Data Start Marker

//! Letter Pot
//!
//! A spelling-bee word game: find words in a pool of seven letters, earn
//! points weighted by how rare each letter is in the pool's corpus, then see
//! your words dropped into a MadLibs-style story.
//!
//! # Quick Start
//!
//! ```rust
//! use letterpot::core::Category;
//! use letterpot::scoring::score_word;
//! use letterpot::wordlists::GameData;
//!
//! let data = GameData::embedded().unwrap();
//! let pool = data.pool("ehprsyz").unwrap();
//!
//! let score = score_word(pool, data.lexicon(), "hyper", Category::Adjective).unwrap();
//! assert_eq!(score.earned, 15);
//! ```

// Core domain types
pub mod core;

// Rarity-weighted scoring and word validation
pub mod scoring;

// Story templates and placeholder filling
pub mod madlibs;

// Sessions, hints and rounds
pub mod game;

// Word lists
pub mod wordlists;

// Command implementations
pub mod commands;

// Terminal output formatting
pub mod output;

// Interactive TUI interface
pub mod interactive;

Data End Marker

● **What the exercise asks**
Where the word "weighted" appears in a line of the entries, copy that line.

● **Solution to the problem**
//! points weighted by how rare each letter is in the pool's corpus, then see
// Rarity-weighted scoring and word validation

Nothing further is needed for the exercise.